- Exercise prompt
Working from the top of the records below, reproduce each line exactly, ending once you have written the line containing "of its route".

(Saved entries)
——

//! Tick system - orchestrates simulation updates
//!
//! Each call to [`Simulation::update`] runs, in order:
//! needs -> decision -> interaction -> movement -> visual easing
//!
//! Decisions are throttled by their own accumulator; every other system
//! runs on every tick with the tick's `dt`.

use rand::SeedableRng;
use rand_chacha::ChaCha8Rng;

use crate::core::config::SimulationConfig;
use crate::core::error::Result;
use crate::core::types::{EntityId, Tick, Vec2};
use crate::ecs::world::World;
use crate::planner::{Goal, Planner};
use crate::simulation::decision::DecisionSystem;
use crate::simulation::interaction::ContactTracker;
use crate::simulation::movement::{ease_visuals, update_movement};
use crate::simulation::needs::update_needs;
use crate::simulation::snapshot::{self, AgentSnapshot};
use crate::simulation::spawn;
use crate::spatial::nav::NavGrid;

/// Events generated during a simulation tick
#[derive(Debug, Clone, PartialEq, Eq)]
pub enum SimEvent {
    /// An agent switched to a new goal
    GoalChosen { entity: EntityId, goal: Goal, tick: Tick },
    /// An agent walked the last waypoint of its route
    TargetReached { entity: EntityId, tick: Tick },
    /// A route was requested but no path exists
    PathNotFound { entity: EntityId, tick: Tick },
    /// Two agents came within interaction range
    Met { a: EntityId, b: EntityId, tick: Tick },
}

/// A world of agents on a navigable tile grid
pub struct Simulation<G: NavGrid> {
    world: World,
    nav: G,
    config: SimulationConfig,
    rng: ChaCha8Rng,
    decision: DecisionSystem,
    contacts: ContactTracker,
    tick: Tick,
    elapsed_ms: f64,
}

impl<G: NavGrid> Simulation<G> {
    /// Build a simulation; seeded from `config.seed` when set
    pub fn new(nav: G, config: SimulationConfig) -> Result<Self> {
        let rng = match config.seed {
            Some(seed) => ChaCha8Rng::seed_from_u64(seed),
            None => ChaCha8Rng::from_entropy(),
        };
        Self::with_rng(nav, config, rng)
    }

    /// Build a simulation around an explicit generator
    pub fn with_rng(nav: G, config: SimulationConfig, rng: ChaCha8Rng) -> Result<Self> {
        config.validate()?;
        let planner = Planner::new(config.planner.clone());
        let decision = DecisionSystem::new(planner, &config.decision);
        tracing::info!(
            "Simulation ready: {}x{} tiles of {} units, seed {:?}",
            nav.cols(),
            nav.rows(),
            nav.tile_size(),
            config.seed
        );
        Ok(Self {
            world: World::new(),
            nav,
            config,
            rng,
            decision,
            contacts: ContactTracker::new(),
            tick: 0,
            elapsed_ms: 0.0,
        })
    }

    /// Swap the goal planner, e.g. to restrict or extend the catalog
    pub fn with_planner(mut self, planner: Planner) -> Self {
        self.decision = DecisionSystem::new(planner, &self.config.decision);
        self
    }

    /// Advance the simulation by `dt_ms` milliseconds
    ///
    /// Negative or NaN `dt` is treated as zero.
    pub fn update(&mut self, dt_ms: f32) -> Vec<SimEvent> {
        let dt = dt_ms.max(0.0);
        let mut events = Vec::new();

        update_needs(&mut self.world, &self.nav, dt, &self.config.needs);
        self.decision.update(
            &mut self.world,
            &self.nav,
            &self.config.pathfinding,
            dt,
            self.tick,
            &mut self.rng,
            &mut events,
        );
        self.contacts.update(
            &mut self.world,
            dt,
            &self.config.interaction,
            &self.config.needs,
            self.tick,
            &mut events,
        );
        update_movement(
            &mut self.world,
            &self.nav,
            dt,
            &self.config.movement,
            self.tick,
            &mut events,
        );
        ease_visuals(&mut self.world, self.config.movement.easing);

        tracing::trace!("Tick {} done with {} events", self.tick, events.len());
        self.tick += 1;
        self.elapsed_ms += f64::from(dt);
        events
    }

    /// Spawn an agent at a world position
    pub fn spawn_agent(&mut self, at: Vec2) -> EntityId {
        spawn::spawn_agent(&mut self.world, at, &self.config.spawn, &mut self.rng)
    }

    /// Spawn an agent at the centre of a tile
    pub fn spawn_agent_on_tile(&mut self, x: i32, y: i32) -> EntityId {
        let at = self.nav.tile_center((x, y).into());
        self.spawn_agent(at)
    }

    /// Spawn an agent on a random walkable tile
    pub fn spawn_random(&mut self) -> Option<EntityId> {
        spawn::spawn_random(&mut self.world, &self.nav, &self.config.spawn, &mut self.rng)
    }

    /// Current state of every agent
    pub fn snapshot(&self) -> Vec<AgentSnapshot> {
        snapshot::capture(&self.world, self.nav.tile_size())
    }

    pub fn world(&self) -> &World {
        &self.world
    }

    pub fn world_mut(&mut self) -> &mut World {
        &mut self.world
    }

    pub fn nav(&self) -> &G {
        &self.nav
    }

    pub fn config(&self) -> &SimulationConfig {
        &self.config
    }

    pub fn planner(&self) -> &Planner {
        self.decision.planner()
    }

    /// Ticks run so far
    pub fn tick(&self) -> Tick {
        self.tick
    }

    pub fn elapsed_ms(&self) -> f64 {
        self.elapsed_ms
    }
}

——

- Completed task
//! Tick system - orchestrates simulation updates
//!
//! Each call to [`Simulation::update`] runs, in order:
//! needs -> decision -> interaction -> movement -> visual easing
//!
//! Decisions are throttled by their own accumulator; every other system
//! runs on every tick with the tick's `dt`.

use rand::SeedableRng;
use rand_chacha::ChaCha8Rng;

use crate::core::config::SimulationConfig;
use crate::core::error::Result;
use crate::core::types::{EntityId, Tick, Vec2};
use crate::ecs::world::World;
use crate::planner::{Goal, Planner};
use crate::simulation::decision::DecisionSystem;
use crate::simulation::interaction::ContactTracker;
use crate::simulation::movement::{ease_visuals, update_movement};
use crate::simulation::needs::update_needs;
use crate::simulation::snapshot::{self, AgentSnapshot};
use crate::simulation::spawn;
use crate::spatial::nav::NavGrid;

/// Events generated during a simulation tick
#[derive(Debug, Clone, PartialEq, Eq)]
pub enum SimEvent {
    /// An agent switched to a new goal
    GoalChosen { entity: EntityId, goal: Goal, tick: Tick },
    /// An agent walked the last waypoint of its route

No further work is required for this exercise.